So here’s a follow-up question. How is the type of majority you’re describing different from, say, the hegemony of the proletariat? It’s not like the proletariat decided anything or was called to somehow determine the course of history. It was, in and of itself, the dominant concept, within which priorities were set in any number of ways. That’s kind of what I think Sasha was asking — about trying to understand the majority but failing to see its true form.
In my view, today’s majority is fundamentally different from the post-revolutionary proletariat. We had some dyed-in-the-wool revolutionaries in my own family, on my father’s side — they were fanatics, they read Marx, believed in the radiant socialist future, fought against class enemies, and so on. All that indoctrination, they took at face value and believed in it. It was true ideological fanaticism. And they knew exactly what they were fighting for, what they were sacrificing their lives for. All those privations made sense to them, as the price of admission to a utopia they were sure would eventually come about. Today, that’s all gone. No one is moving in any direction. There’s no program. People don’t know what they want. In principle, they’re ready to feel solidarity with stars, they like stars, they like Malakhov and Putin — neither of whom, by the way, have any ideology, there’s no ideology to speak of there. All that exists is a zone of pure affect, which links up to a set of symbols and slogans: Krymnash [Ed note: meaning “Crimea is Ours,” a meme and hashtag that arose after 2014], ribbons of St. George, the Victory [in the Great Patriotic War] — you know, all of these are just empty media objects, which are a priori without content, they’re purely affective. So people want the Swallow’s Nest castle, or Simeiz [Observatory] to be Russian again. But the “why” of it all — what the associated social program is, where this is taking the government, what kinds of unimaginable obstacles this creates to future development, the optics of it all in the context of contemporary economics and politics — no one stops to think about any of that in this so-called “majority,” they just like that “Crimea is Ours,” they like to watch the footage of victorious airplanes and ships or whatever. It’s pure Hollywood.

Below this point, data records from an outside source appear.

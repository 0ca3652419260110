//! Local snapshot queries
//!
//! Filter, sort newest-first, paginate, then apply carousel child
//! selection to the returned page only.

pub mod filter;
pub mod selector;

use serde::Serialize;

use crate::snapshot::{NormalizedItem, Snapshot, sort_newest_first};

pub use filter::{MediaFilter, PageWindow};

/// One page of query results
#[derive(Debug, Clone, PartialEq, Serialize)]
pub struct QueryResult {
    pub items: Vec<NormalizedItem>,
    /// Size of `items`
    pub returned: usize,
    /// Filtered count before pagination
    pub total: usize,
}

/// Run a query against a snapshot.
pub fn query(snapshot: &Snapshot, filter: &MediaFilter, window: &PageWindow) -> QueryResult {
    let mut matched: Vec<NormalizedItem> = snapshot
        .items
        .iter()
        .filter(|item| filter.matches(item))
        .cloned()
        .collect();
    sort_newest_first(&mut matched);

    let total = matched.len();
    let range = window.slice(&matched);
    let mut items: Vec<_> = matched.drain(range).collect();

    if let Some(selector) = filter.shortcodes.as_ref().filter(|s| s.has_selections()) {
        for item in &mut items {
            selector.apply_selection(item);
        }
    }

    QueryResult {
        returned: items.len(),
        total,
        items,
    }
}

/// JSON body for a local query
#[derive(Debug, Serialize)]
pub struct LocalResponse<'a> {
    pub source: &'static str,
    pub updated_at: Option<&'a str>,
    pub requested: PageWindow,
    pub returned: usize,
    pub total: usize,
    pub data: &'a [NormalizedItem],
}

impl<'a> LocalResponse<'a> {
    pub fn new(snapshot: &'a Snapshot, window: PageWindow, result: &'a QueryResult) -> Self {
        Self {
            source: "local",
            updated_at: snapshot.updated_at.as_deref(),
            requested: window,
            returned: result.returned,
            total: result.total,
            data: &result.items,
        }
    }
}

#[cfg(test)]
mod tests {
    use super::*;
    use crate::context::RequestParams;
    use crate::snapshot::tests::item;
    use crate::snapshot::{ChildItem, MediaType};

    fn snapshot(n: usize) -> Snapshot {
        // Stored oldest-first to exercise sorting
        let items = (0..n)
            .map(|i| item(&format!("m{}", i), Some(&format!("2024-01-{:02}", i + 1))))
            .collect();
        Snapshot::new("2024-02-01T00:00:00+00:00", items)
    }

    #[test]
    fn test_query_sorts_and_paginates() {
        let snap = snapshot(5);
        let result = query(&snap, &MediaFilter::default(), &PageWindow::new(Some(2), Some(1)));

        let ids: Vec<_> = result.items.iter().map(|i| i.id.as_deref().unwrap()).collect();
        assert_eq!(ids, vec!["m3", "m2"]);
        assert_eq!(result.returned, 2);
        assert_eq!(result.total, 5);
    }

    #[test]
    fn test_pagination_counts() {
        let snap = snapshot(7);
        for (limit, offset) in [(None, 0), (None, 5), (Some(3), 0), (Some(3), 6), (Some(3), 9)] {
            let window = PageWindow::new(limit, Some(offset));
            let result = query(&snap, &MediaFilter::default(), &window);
            let remaining = 7usize.saturating_sub(offset as usize);
            let expected = match limit {
                Some(l) => remaining.min(l as usize),
                None => remaining,
            };
            assert_eq!(result.returned, expected);
            assert_eq!(result.total, 7);
        }
    }

    #[test]
    fn test_total_counts_filtered_items() {
        let snap = snapshot(5);
        let mut params = RequestParams::new();
        params.push("ids", "m0,m4,missing");

        let result = query(&snap, &MediaFilter::from_params(&params), &PageWindow::new(Some(1), None));
        assert_eq!(result.total, 2);
        assert_eq!(result.returned, 1);
        assert_eq!(result.items[0].id.as_deref(), Some("m4"));
    }

    #[test]
    fn test_selection_applies_to_returned_page_only() {
        let mut album = item("album", Some("2024-03-01"));
        album.media_type = Some(MediaType::CarouselAlbum);
        album.permalink = Some("https://x/p/abc123/".to_string());
        album.children = vec![
            ChildItem {
                media_type: Some(MediaType::Image),
                media_url: Some("https://cdn.example/c1.jpg".to_string()),
            },
            ChildItem {
                media_type: Some(MediaType::Video),
                media_url: Some("https://cdn.example/c2.mp4".to_string()),
            },
        ];
        let snap = Snapshot::new("t", vec![item("other", Some("2024-01-01")), album.clone()]);

        let mut params = RequestParams::new();
        params.push("shortcode", "abc123!2");
        let filter = MediaFilter::from_params(&params);

        let result = query(&snap, &filter, &PageWindow::default());
        assert_eq!(result.total, 1);
        let it = &result.items[0];
        assert_eq!(it.media_url.as_deref(), Some("https://cdn.example/c2.mp4"));
        assert_eq!(it.media_type, Some(MediaType::Video));
        assert_eq!(it.permalink.as_deref(), Some("https://x/p/abc123/?img_index=2"));

        // The snapshot itself is untouched
        assert_eq!(snap.items[1], album);
    }

    #[test]
    fn test_local_response_shape() {
        let snap = snapshot(3);
        let window = PageWindow::new(Some(2), None);
        let result = query(&snap, &MediaFilter::default(), &window);

        let json = serde_json::to_value(LocalResponse::new(&snap, window, &result)).unwrap();
        assert_eq!(json["source"], "local");
        assert_eq!(json["updated_at"], "2024-02-01T00:00:00+00:00");
        assert_eq!(json["requested"]["limit"], 2);
        assert_eq!(json["requested"]["offset"], 0);
        assert_eq!(json["returned"], 2);
        assert_eq!(json["total"], 3);
        assert_eq!(json["data"].as_array().unwrap().len(), 2);
    }

    #[test]
    fn test_never_crawled_snapshot() {
        let snap = Snapshot::empty();
        let window = PageWindow::default();
        let result = query(&snap, &MediaFilter::default(), &window);
        let json = serde_json::to_value(LocalResponse::new(&snap, window, &result)).unwrap();
        assert!(json["updated_at"].is_null());
        assert!(json["requested"]["limit"].is_null());
        assert_eq!(json["total"], 0);
    }
}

But what do you make of this as a general trend that isn’t just specific to Russia? If we’re talking about populism on a global scale, it’s worth remembering that the whole concept of Brexit rested on the notion that there’s a traditional constitutional imagination of England as an exemplar of parliamentarism, and then there’s the populist idea of an England within which society or the nation votes for… something, and it’s not clear what that might be. Perhaps it’s some kind of heretofore unknown “alternative” version of Britain — a different country without Polish plumbers, Syrian refugees, Muslims, and so on. It’s interesting, in this connection, that the AfD (Alternative for Germany) is also proposing this nostalgic vision of Germany: it’s not quite the future, but it’s not the past anymore, either — it’s something amorphous, but at the same time commonly understood. I feel like what you’re talking about with respect to Russia is, in this sense, not so different from what we’re confronting in the Netherlands, say, or in Germany, or the UK. The concept of “future” is itself falling apart, and then that same majority that has no influence on anything turns into a kind of political megaphone for “choiceless choices”: Britain for the British, Germany for the Germans, and so on.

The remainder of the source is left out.